On DC's NPR affiliate WAMU on Wednesday, New York Times environmental blogger Andrew Revkin complained about those conservative "confusers" taking joy in the stranded Antarctic ice ship full of hyperbolic global-warming activists. Washington Post senior editor Marc Fisher was guest-hosting on the Kojo Nnamdi Show, and he asked him to explain how "this incident somehow has energized the climate change contrarians."
"So anyway, you get a ship trapped in growing sea ice, a ship full of climate scientists who have been blogging about the importance of global warming, getting caught in sea ice, it's like raw meat for those who want to confuse the public, or who just, again, as that listener and Matt have said, who already holds an ideological position that's firm, it just sort of reinforces that position, and on we go into the future."
Earlier in the show, when Fisher asked how extreme weather events affect the political debate on climate change, Fisher admitted that global warming isn't an issue that really moves voters:
REVKIN: I've been writing about climate change since 1988 so it's a long time -- I think that then the average person, the disengaged folks that Matt had talked about, withdraw even further because they see, oh it's just another political shouting match.
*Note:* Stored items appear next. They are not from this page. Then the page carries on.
//! Player color representation.

use serde::{Deserialize, Serialize};

/// The two sides of a game.
#[derive(Debug, Clone, Copy, PartialEq, Eq, Hash, Serialize, Deserialize)]
#[serde(rename_all = "lowercase")]
#[repr(u8)]
pub enum Color {
    White = 0,
    Black = 1,
}

impl Color {
    /// Both colors, White first.
    pub const BOTH: [Color; 2] = [Color::White, Color::Black];

    /// Returns the opposite color.
    #[inline]
    pub const fn opposite(self) -> Self {
        match self {
            Color::White => Color::Black,
            Color::Black => Color::White,
        }
    }

    /// Returns the index (0 for White, 1 for Black).
    #[inline]
    pub const fn index(self) -> usize {
        self as usize
    }

    /// Rank delta of a pawn step for this color (+1 for White, -1 for Black).
    #[inline]
    pub const fn forward(self) -> i8 {
        match self {
            Color::White => 1,
            Color::Black => -1,
        }
    }

    /// Rank index the king and rooks start on.
    #[inline]
    pub const fn back_rank(self) -> u8 {
        match self {
            Color::White => 0,
            Color::Black => 7,
        }
    }

    /// Rank index the pawns start on.
    #[inline]
    pub const fn pawn_rank(self) -> u8 {
        match self {
            Color::White => 1,
            Color::Black => 6,
        }
    }

    /// Rank index a pawn of this color must stand on to capture en passant.
    #[inline]
    pub const fn en_passant_rank(self) -> u8 {
        match self {
            Color::White => 4,
            Color::Black => 3,
        }
    }

    /// Rank index a pawn of this color promotes on.
    #[inline]
    pub const fn promotion_rank(self) -> u8 {
        self.opposite().back_rank()
    }

    /// Token used by the save format.
    pub const fn token(self) -> &'static str {
        match self {
            Color::White => "white",
            Color::Black => "black",
        }
    }

    /// Parses a save-format token.
    pub fn from_token(token: &str) -> Option<Self> {
        match token {
            "white" => Some(Color::White),
            "black" => Some(Color::Black),
            _ => None,
        }
    }
}

impl std::fmt::Display for Color {
    fn fmt(&self, f: &mut std::fmt::Formatter<'_>) -> std::fmt::Result {
        match self {
            Color::White => write!(f, "White"),
            Color::Black => write!(f, "Black"),
        }
    }
}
And there's an aspect of this that sort of reminds me of Mohammed Ali's boxing style. And I brought this up in a couple of my posts recent years. It's like the rope-a-dope strategy where if you're a skeptic -- let's put it this way, if you're a professional contrarian, your job is to slow any move away from fossil fuels. And there are people out there like that. You love it when it's like this because these events -- this whole arena of trying to attribute extreme events to the greenhouse effect that's building in the atmosphere, is the most tentative and new science that's there.
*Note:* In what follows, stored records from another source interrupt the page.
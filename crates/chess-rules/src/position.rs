//! Chess position representation.

use chess_core::{CastlingFlags, Color, DecodeError, Move, Piece, PieceKind, SaveRecord, Square};
use std::fmt;
use thiserror::Error;

use crate::movegen::{self, en_passant_target};
use crate::{Board, RepetitionKey};

/// The two castling directions.
#[derive(Debug, Clone, Copy, PartialEq, Eq, Hash)]
pub enum CastleSide {
    Kingside,
    Queenside,
}

impl CastleSide {
    /// File index of the rook's starting corner.
    pub const fn rook_file(self) -> u8 {
        match self {
            CastleSide::Kingside => 7,
            CastleSide::Queenside => 0,
        }
    }

    /// File index the king lands on.
    pub const fn king_target_file(self) -> u8 {
        match self {
            CastleSide::Kingside => 6,
            CastleSide::Queenside => 2,
        }
    }

    /// File index the rook lands on, which is also the square the king crosses.
    pub const fn rook_target_file(self) -> u8 {
        match self {
            CastleSide::Kingside => 5,
            CastleSide::Queenside => 3,
        }
    }

    /// Files that must be empty between king and rook.
    pub const fn between_files(self) -> &'static [u8] {
        match self {
            CastleSide::Kingside => &[5, 6],
            CastleSide::Queenside => &[1, 2, 3],
        }
    }

    /// Returns the side whose rook starts on `sq` for `color`, if any.
    fn from_corner(sq: Square, color: Color) -> Option<Self> {
        if sq.rank_index() != color.back_rank() {
            return None;
        }
        [CastleSide::Kingside, CastleSide::Queenside]
            .into_iter()
            .find(|side| side.rook_file() == sq.file_index())
    }
}

/// Castling rights flags.
#[derive(Debug, Clone, Copy, PartialEq, Eq, Hash, Default)]
pub struct CastlingRights(u8);

impl CastlingRights {
    pub const NONE: CastlingRights = CastlingRights(0);
    pub const ALL: CastlingRights = CastlingRights(0b1111);

    const fn flag(color: Color, side: CastleSide) -> u8 {
        let shift = match side {
            CastleSide::Kingside => 0,
            CastleSide::Queenside => 1,
        };
        1 << (color.index() as u8 * 2 + shift)
    }

    /// Returns true if `color` may still castle toward `side`.
    #[inline]
    pub const fn has(self, color: Color, side: CastleSide) -> bool {
        self.0 & Self::flag(color, side) != 0
    }

    #[inline]
    pub fn clear(&mut self, color: Color, side: CastleSide) {
        self.0 &= !Self::flag(color, side);
    }

    /// Removes both rights of a color.
    #[inline]
    pub fn clear_color(&mut self, color: Color) {
        self.clear(color, CastleSide::Kingside);
        self.clear(color, CastleSide::Queenside);
    }

    fn set(&mut self, color: Color, side: CastleSide, on: bool) {
        if on {
            self.0 |= Self::flag(color, side);
        } else {
            self.clear(color, side);
        }
    }
}

impl From<CastlingFlags> for CastlingRights {
    fn from(flags: CastlingFlags) -> Self {
        let mut rights = CastlingRights::NONE;
        rights.set(Color::White, CastleSide::Kingside, flags.white_kingside);
        rights.set(Color::White, CastleSide::Queenside, flags.white_queenside);
        rights.set(Color::Black, CastleSide::Kingside, flags.black_kingside);
        rights.set(Color::Black, CastleSide::Queenside, flags.black_queenside);
        rights
    }
}

impl From<CastlingRights> for CastlingFlags {
    fn from(rights: CastlingRights) -> Self {
        CastlingFlags {
            white_kingside: rights.has(Color::White, CastleSide::Kingside),
            white_queenside: rights.has(Color::White, CastleSide::Queenside),
            black_kingside: rights.has(Color::Black, CastleSide::Kingside),
            black_queenside: rights.has(Color::Black, CastleSide::Queenside),
        }
    }
}

impl fmt::Display for CastlingRights {
    fn fmt(&self, f: &mut fmt::Formatter<'_>) -> fmt::Result {
        if self.0 == 0 {
            return write!(f, "-");
        }
        for (color, side, c) in [
            (Color::White, CastleSide::Kingside, 'K'),
            (Color::White, CastleSide::Queenside, 'Q'),
            (Color::Black, CastleSide::Kingside, 'k'),
            (Color::Black, CastleSide::Queenside, 'q'),
        ] {
            if self.has(color, side) {
                write!(f, "{}", c)?;
            }
        }
        Ok(())
    }
}

/// Errors that can occur when restoring a position from a save record.
#[derive(Debug, Error, PartialEq, Eq)]
pub enum PositionError {
    #[error(transparent)]
    Decode(#[from] DecodeError),

    #[error("{color} must have exactly one king, found {count}")]
    KingCount { color: Color, count: usize },

    #[error("pawn on {0} cannot stand on the first or last rank")]
    PawnOnBackRank(Square),

    #[error("{color} {side:?} castling right requires king and rook on their starting squares")]
    CastlingWithoutPieces { color: Color, side: CastleSide },
}

/// What a move played through [`Position::play`] did.
#[derive(Debug, Clone, Copy, PartialEq, Eq)]
pub struct Played {
    pub mv: Move,
    /// The mover before it moved.
    pub moved: Piece,
    pub captured: Option<Piece>,
    /// Pawn move or capture; the halfmove clock restarted.
    pub irreversible: bool,
}

/// Complete chess position state.
#[derive(Debug, Clone, PartialEq, Eq)]
pub struct Position {
    pub board: Board,

    /// The side to move.
    pub side_to_move: Color,

    /// Castling rights.
    pub castling: CastlingRights,

    /// Source and destination of the previous move. En passant looks at it.
    pub last_move: Option<(Square, Square)>,

    /// Halfmoves since the last pawn move or capture.
    pub halfmove_clock: u32,
}

impl Position {
    /// Creates the standard starting position.
    pub fn startpos() -> Self {
        Position {
            board: Board::startpos(),
            side_to_move: Color::White,
            castling: CastlingRights::ALL,
            last_move: None,
            halfmove_clock: 0,
        }
    }

    /// Restores a position from save-record text.
    ///
    /// The previous move is not part of the record, so a restored position
    /// never offers an en passant capture.
    pub fn from_save(text: &str) -> Result<Self, PositionError> {
        let record = SaveRecord::parse(text)?;
        Self::from_record(&record)
    }

    /// Builds a position from a decoded record, rejecting boards no game
    /// could reach.
    ///
    /// The placement shape is checked here too, so hand-built records fail
    /// with [`DecodeError::Board`] like parsed ones.
    pub fn from_record(record: &SaveRecord) -> Result<Self, PositionError> {
        SaveRecord::validate_placement(&record.placement)?;
        let mut board = Board::empty();
        for (file, rank, code) in record.occupied_cells() {
            let (Some(sq), Some((kind, color))) =
                (Square::from_coords(file, rank), Piece::from_code(code))
            else {
                return Err(DecodeError::Board(format!("invalid cell '{}'", code)).into());
            };
            board.put(kind, color, sq);
        }

        for color in Color::BOTH {
            let count = board
                .pieces_of(color)
                .filter(|p| p.kind == PieceKind::King)
                .count();
            if count != 1 {
                return Err(PositionError::KingCount { color, count });
            }
        }

        if let Some(pawn) = board
            .pieces()
            .find(|p| p.kind == PieceKind::Pawn && matches!(p.square.rank_index(), 0 | 7))
        {
            return Err(PositionError::PawnOnBackRank(pawn.square));
        }

        let castling = CastlingRights::from(record.castling);
        for color in Color::BOTH {
            let rank = color.back_rank();
            for side in [CastleSide::Kingside, CastleSide::Queenside] {
                if !castling.has(color, side) {
                    continue;
                }
                let king_home = Square::from_coords(4, rank)
                    .is_some_and(|sq| board.holds(sq, PieceKind::King, color));
                let rook_home = Square::from_coords(side.rook_file(), rank)
                    .is_some_and(|sq| board.holds(sq, PieceKind::Rook, color));
                if !(king_home && rook_home) {
                    return Err(PositionError::CastlingWithoutPieces { color, side });
                }
            }
        }

        Ok(Position {
            board,
            side_to_move: record.side_to_move,
            castling,
            last_move: None,
            halfmove_clock: record.halfmove_clock,
        })
    }

    pub fn to_record(&self) -> SaveRecord {
        SaveRecord {
            castling: self.castling.into(),
            side_to_move: self.side_to_move,
            halfmove_clock: self.halfmove_clock,
            placement: self.board.placement(),
        }
    }

    /// Serializes the position as save-record text.
    pub fn to_save(&self) -> String {
        self.to_record().to_text()
    }

    /// Returns true if the side to move is in check.
    pub fn is_check(&self) -> bool {
        movegen::is_in_check(&self.board, self.side_to_move)
    }

    /// Square a pawn of the side to move could capture onto en passant.
    pub fn en_passant_square(&self) -> Option<Square> {
        self.board
            .pieces_of(self.side_to_move)
            .find_map(|pawn| en_passant_target(self, pawn))
    }

    /// Text identifying this position for repetition counting.
    pub fn repetition_key(&self, key: RepetitionKey) -> String {
        match key {
            RepetitionKey::Occupancy => self.board.placement(),
            RepetitionKey::Full => {
                let ep = self
                    .en_passant_square()
                    .map_or_else(|| "-".to_string(), |sq| sq.to_algebraic());
                format!(
                    "{};{};{};{}",
                    self.board.placement(),
                    self.side_to_move.token(),
                    self.castling,
                    ep
                )
            }
        }
    }

    /// Plays a move, updating the board, rights, clock and turn.
    ///
    /// The move is assumed legal; callers filter through
    /// [`legal_targets`](crate::movegen::legal_targets) first.
    pub fn play(&mut self, mv: Move) -> Played {
        let undo = self.board.apply(mv);
        let mover = undo.moved;

        if mover.kind == PieceKind::King {
            self.castling.clear_color(mover.color);
        }
        for sq in [mv.from, mv.to] {
            for color in Color::BOTH {
                if let Some(side) = CastleSide::from_corner(sq, color) {
                    self.castling.clear(color, side);
                }
            }
        }

        let irreversible = mover.kind == PieceKind::Pawn || undo.captured.is_some();
        self.halfmove_clock = if irreversible {
            0
        } else {
            self.halfmove_clock.saturating_add(1)
        };
        self.last_move = Some((mv.from, mv.to));
        self.side_to_move = self.side_to_move.opposite();

        Played {
            mv,
            moved: mover,
            captured: undo.captured,
            irreversible,
        }
    }
}

impl Default for Position {
    fn default() -> Self {
        Self::startpos()
    }
}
And it distracts everyone from the basic science. That's completely understood. And it kind of taints the whole discussion. It makes people feel like it's all new and uncertain. And I think so in a way it empowers that faction even more than anyone else who might want to get something out of it in the end. And, by the way, in a long haul when you look at the long term polling on what people care about, what's called salients, the issues that you take into the voting booths, the issues that keep you up at night, global warming hasn't budged from the bottom of those lists in decades.